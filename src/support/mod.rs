//-
// Copyright (c) 2020, Jason Lingle
//
// This file is part of Crymap.
//
// Crymap is free software: you can  redistribute it and/or modify it under the
// terms of  the GNU General Public  License as published by  the Free Software
// Foundation, either version  3 of the License, or (at  your option) any later
// version.
//
// Crymap is distributed  in the hope that  it will be useful,  but WITHOUT ANY
// WARRANTY; without  even the implied  warranty of MERCHANTABILITY  or FITNESS
// FOR  A PARTICULAR  PURPOSE.  See the  GNU General  Public  License for  more
// details.
//
// You should have received a copy of the GNU General Public License along with
// Crymap. If not, see <http://www.gnu.org/licenses/>.

pub mod error;
pub mod system_config;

_Description of the task_
Please restate the records word for word. Go from the first line to the line with "but WITHOUT ANY" and include both.

_Response area_
filename src/support/mod.rs
//-
// Copyright (c) 2020, Jason Lingle
//
// This file is part of Crymap.
//
// Crymap is free software: you can  redistribute it and/or modify it under the
// terms of  the GNU General Public  License as published by  the Free Software
// Foundation, either version  3 of the License, or (at  your option) any later
// version.
//
// Crymap is distributed  in the hope that  it will be useful,  but WITHOUT ANY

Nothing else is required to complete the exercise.